FYI - I've heard of some people not bothering, but I would definitely recommend boiling (and cooling) the tap water first.


----------



## peas_and_corn (30/4/09)

The only reason I would buy water is to get the container.


----------



## Swinging Beef (30/4/09)

peas_and_corn said:


> The only reason I would buy water is to get the container.


This is precisely the reason, in Australia, we should NOT be buying bottled water, but I get what you are saying.

Bottled water in Australia is a con.
It just comes from a different tap, not yours.
It is not sterilised, it is not (usually) filtered.

We have very good tap water in Australia, just have a visit to Yurp and try and drink the grey crap that comes out of their pipes!
Bleargh!


----------



## MarkBastard (30/4/09)

Actually the reason I made this thread is because my parents had a sort of cask (as in goon wine) of water. 10L and 'pure'. I scoffed but on closer inspection it really was pure. Reverse osmosis water by the look of it. No mineral etc content.

And it was only a few bucks, so I figured for partials it could be a good idea as top up water. An easy enough blank canvas for the person that doesn't yet want to go the hull hog.


----------



## Bribie G (30/4/09)

Well, if you want to go to the expense and if you want to use the water as a blank canvas then there could be benefits in using it as the mash water (not the top up) and add water chemicals to it to give your mash extra oomph. You might like to read Palmer's How to Brew water chemistry section if you can make head or tail of it  .
If you are doing a Pilsener mini mash for example, use the pure water with just a trace of calcium and magnesium in it. If doing a UK Ale put plenty of calcium in etc....

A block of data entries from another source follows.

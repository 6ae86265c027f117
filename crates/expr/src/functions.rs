//! Function libraries callable as `prefix:name(...)` from expressions.

use crate::error::ExprError;
use crate::value::Value;
use std::fmt::Debug;

/// Namespace of the standard string functions, conventionally bound to the `fn` prefix.
pub const JSTL_FUNCTIONS_NAMESPACE: &str = "http://java.sun.com/jsp/jstl/functions";

/// A set of functions registered under one namespace URI.
pub trait FunctionLibrary: Debug + Send + Sync {
    fn call(&self, name: &str, args: &[Value]) -> Result<Value, ExprError>;
}

/// The JSTL string function set.
#[derive(Debug, Default, Clone, Copy)]
pub struct StringFunctions;

fn expect_args(function: &str, args: &[Value], count: usize) -> Result<(), ExprError> {
    if args.len() != count {
        return Err(ExprError::function(
            function,
            format!("expected {} argument(s), got {}", count, args.len()),
        ));
    }
    Ok(())
}

/// String form of an argument; null is the empty string.
fn text(v: &Value) -> String {
    v.to_string()
}

fn char_index(s: &str, byte_index: usize) -> i64 {
    s[..byte_index].chars().count() as i64
}

impl FunctionLibrary for StringFunctions {
    fn call(&self, name: &str, args: &[Value]) -> Result<Value, ExprError> {
        match name {
            "length" => {
                expect_args(name, args, 1)?;
                let len = match &args[0] {
                    Value::Null => 0,
                    Value::Array(items) => items.len(),
                    Value::Map(entries) => entries.len(),
                    other => text(other).chars().count(),
                };
                Ok(Value::Int(len as i64))
            }
            "toUpperCase" => {
                expect_args(name, args, 1)?;
                Ok(Value::String(text(&args[0]).to_uppercase()))
            }
            "toLowerCase" => {
                expect_args(name, args, 1)?;
                Ok(Value::String(text(&args[0]).to_lowercase()))
            }
            "trim" => {
                expect_args(name, args, 1)?;
                Ok(Value::String(text(&args[0]).trim().to_string()))
            }
            "substring" => {
                expect_args(name, args, 3)?;
                let s: Vec<char> = text(&args[0]).chars().collect();
                let len = s.len() as i64;
                let begin = args[1].as_int()?.max(0);
                let end = match args[2].as_int()? {
                    e if e < 0 || e > len => len,
                    e => e,
                };
                if begin >= end {
                    return Ok(Value::String(String::new()));
                }
                Ok(Value::String(s[begin as usize..end as usize].iter().collect()))
            }
            "substringAfter" => {
                expect_args(name, args, 2)?;
                let (s, sub) = (text(&args[0]), text(&args[1]));
                Ok(Value::String(
                    s.find(&sub)
                        .map(|i| s[i + sub.len()..].to_string())
                        .unwrap_or_default(),
                ))
            }
            "substringBefore" => {
                expect_args(name, args, 2)?;
                let (s, sub) = (text(&args[0]), text(&args[1]));
                Ok(Value::String(
                    s.find(&sub).map(|i| s[..i].to_string()).unwrap_or_default(),
                ))
            }
            "contains" => {
                expect_args(name, args, 2)?;
                Ok(Value::Bool(text(&args[0]).contains(&text(&args[1]))))
            }
            "containsIgnoreCase" => {
                expect_args(name, args, 2)?;
                let s = text(&args[0]).to_lowercase();
                Ok(Value::Bool(s.contains(&text(&args[1]).to_lowercase())))
            }
            "startsWith" => {
                expect_args(name, args, 2)?;
                Ok(Value::Bool(text(&args[0]).starts_with(&text(&args[1]))))
            }
            "endsWith" => {
                expect_args(name, args, 2)?;
                Ok(Value::Bool(text(&args[0]).ends_with(&text(&args[1]))))
            }
            "indexOf" => {
                expect_args(name, args, 2)?;
                let s = text(&args[0]);
                Ok(Value::Int(
                    s.find(&text(&args[1]))
                        .map(|i| char_index(&s, i))
                        .unwrap_or(-1),
                ))
            }
            "replace" => {
                expect_args(name, args, 3)?;
                let (s, before) = (text(&args[0]), text(&args[1]));
                if before.is_empty() {
                    return Ok(Value::String(s));
                }
                Ok(Value::String(s.replace(&before, &text(&args[2]))))
            }
            "split" => {
                expect_args(name, args, 2)?;
                let (s, delims) = (text(&args[0]), text(&args[1]));
                if s.is_empty() {
                    return Ok(Value::array(vec![Value::String(String::new())]));
                }
                let parts = s
                    .split(|c: char| delims.contains(c))
                    .filter(|t| !t.is_empty())
                    .map(Value::from)
                    .collect();
                Ok(Value::array(parts))
            }
            "join" => {
                expect_args(name, args, 2)?;
                let sep = text(&args[1]);
                let joined = match &args[0] {
                    Value::Null => String::new(),
                    Value::Array(items) => items
                        .iter()
                        .map(ToString::to_string)
                        .collect::<Vec<_>>()
                        .join(&sep),
                    other => {
                        return Err(ExprError::function(
                            name,
                            format!("can't join {}", other.type_name()),
                        ));
                    }
                };
                Ok(Value::String(joined))
            }
            "escapeXml" => {
                expect_args(name, args, 1)?;
                Ok(Value::String(
                    quick_xml::escape::escape(text(&args[0]).as_str()).into_owned(),
                ))
            }
            _ => Err(ExprError::UnknownFunction(name.to_string())),
        }
    }
}

#[cfg(test)]
mod tests {
    use super::*;

    fn call(name: &str, args: &[Value]) -> Value {
        StringFunctions.call(name, args).unwrap()
    }

    #[test]
    fn test_substring_clamps_bounds() {
        let s = Value::from("template");
        assert_eq!(call("substring", &[s.clone(), Value::Int(0), Value::Int(4)]), Value::from("temp"));
        assert_eq!(call("substring", &[s.clone(), Value::Int(-3), Value::Int(-1)]), Value::from("template"));
        assert_eq!(call("substring", &[s, Value::Int(5), Value::Int(2)]), Value::from(""));
    }

    #[test]
    fn test_search_functions() {
        let s = Value::from("a.b.c");
        assert_eq!(call("substringAfter", &[s.clone(), Value::from(".")]), Value::from("b.c"));
        assert_eq!(call("substringBefore", &[s.clone(), Value::from(".")]), Value::from("a"));
        assert_eq!(call("substringAfter", &[s.clone(), Value::from("x")]), Value::from(""));
        assert_eq!(call("indexOf", &[s.clone(), Value::from("b")]), Value::Int(2));
        assert_eq!(call("indexOf", &[s.clone(), Value::from("z")]), Value::Int(-1));
        assert_eq!(call("containsIgnoreCase", &[s, Value::from("B.C")]), Value::Bool(true));
    }

    #[test]
    fn test_split_and_join() {
        let parts = call("split", &[Value::from("a, b,,c"), Value::from(", ")]);
        assert_eq!(
            parts,
            Value::array(vec![Value::from("a"), Value::from("b"), Value::from("c")])
        );
        assert_eq!(call("join", &[parts, Value::from("-")]), Value::from("a-b-c"));
    }

    #[test]
    fn test_misc() {
        assert_eq!(call("length", &[Value::from("héllo")]), Value::Int(5));
        assert_eq!(call("length", &[Value::Null]), Value::Int(0));
        assert_eq!(call("escapeXml", &[Value::from("<a&b>")]), Value::from("&lt;a&amp;b&gt;"));
        assert_eq!(call("replace", &[Value::from("aXbX"), Value::from("X"), Value::from("-")]), Value::from("a-b-"));
    }

    #[test]
    fn test_errors() {
        assert_eq!(
            StringFunctions.call("nope", &[]),
            Err(ExprError::UnknownFunction("nope".to_string()))
        );
        assert!(matches!(
            StringFunctions.call("trim", &[]),
            Err(ExprError::Function { .. })
        ));
    }
}
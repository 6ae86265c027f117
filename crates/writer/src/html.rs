//! HTML serialization of the output event stream.

use crate::formatter::{Dialect, Formatter, delegate_sink};
use crate::sink::Whitespace;
use std::io::Write;

/// Writes HTML: void elements have no end tag, other empty elements are written
/// as `<a></a>`, and `script`/`style` content is not escaped.
#[derive(Debug)]
pub struct HtmlWriter<W: Write> {
    inner: Formatter<W>,
}

impl<W: Write> HtmlWriter<W> {
    pub fn new(out: W) -> Self {
        HtmlWriter {
            inner: Formatter::new(out, Dialect::Html),
        }
    }

    pub fn with_whitespace(mut self, whitespace: Whitespace) -> Self {
        self.inner.whitespace = whitespace;
        self
    }

    pub fn into_inner(self) -> W {
        self.inner.into_inner()
    }
}

delegate_sink!(HtmlWriter);
//! `<error>`: aborts processing with an explicit diagnostic.

use crate::error::TemplateError;
use crate::executor::TemplateExecutor;
use xtemplate_dom::NodeRef;

const DEFAULT_ERROR_TEXT: &str = "Error element";

impl TemplateExecutor {
    pub(crate) fn handle_error(&mut self, element: &NodeRef) -> Result<(), TemplateError> {
        let text = self.substituted_attribute(element, "text")?;
        let message = text.as_deref().unwrap_or(DEFAULT_ERROR_TEXT);
        log::debug!("<error> at {}: {}", element.location(), message);
        Err(TemplateError::explicit(element, message))
    }
}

But again, personally, I wouldn't bother if it's a partial as any 'improvements' will be probably swamped by the extract or kit making up the bulk of the brew.


----------



## lczaban (30/4/09)

Mark^Bastard said:


> Actually the reason I made this thread is because my parents had a sort of cask (as in goon wine) of water. 10L and 'pure'. I scoffed but on closer inspection it really was pure. Reverse osmosis water by the look of it. No mineral etc content.
> 
> And it was only a few bucks, so I figured for partials it could be a good idea as top up water. An easy enough blank canvas for the person that doesn't yet want to go the hull hog.



What you'll find Mark is that the mineral profile of the water helps the grain enzimes work, and the minerals in your water contributes to the flavour profile of your beer. All commercial breweries who use RO water reintroduce trace minerals back into the water in a controlled fashion so that they can achieve a desired flavour profile. For 98% of home brewers, using a few tweaks to alter Ph and get rid of cholrine is about all they will ever need to do to their water to achieve good beer. If you are using proper RO water your beer is supposed to taste horrid, and even the water itself is very hard to drink because it is flavourless h34r: My thoughts are that your parents are probably using some sort of finely filtered water, especially if it is only a few $'s. RO is fairly intensive in terms of it's set-up and operation so I would expect it to be a bit pricey, but I'm not 100% sure on this.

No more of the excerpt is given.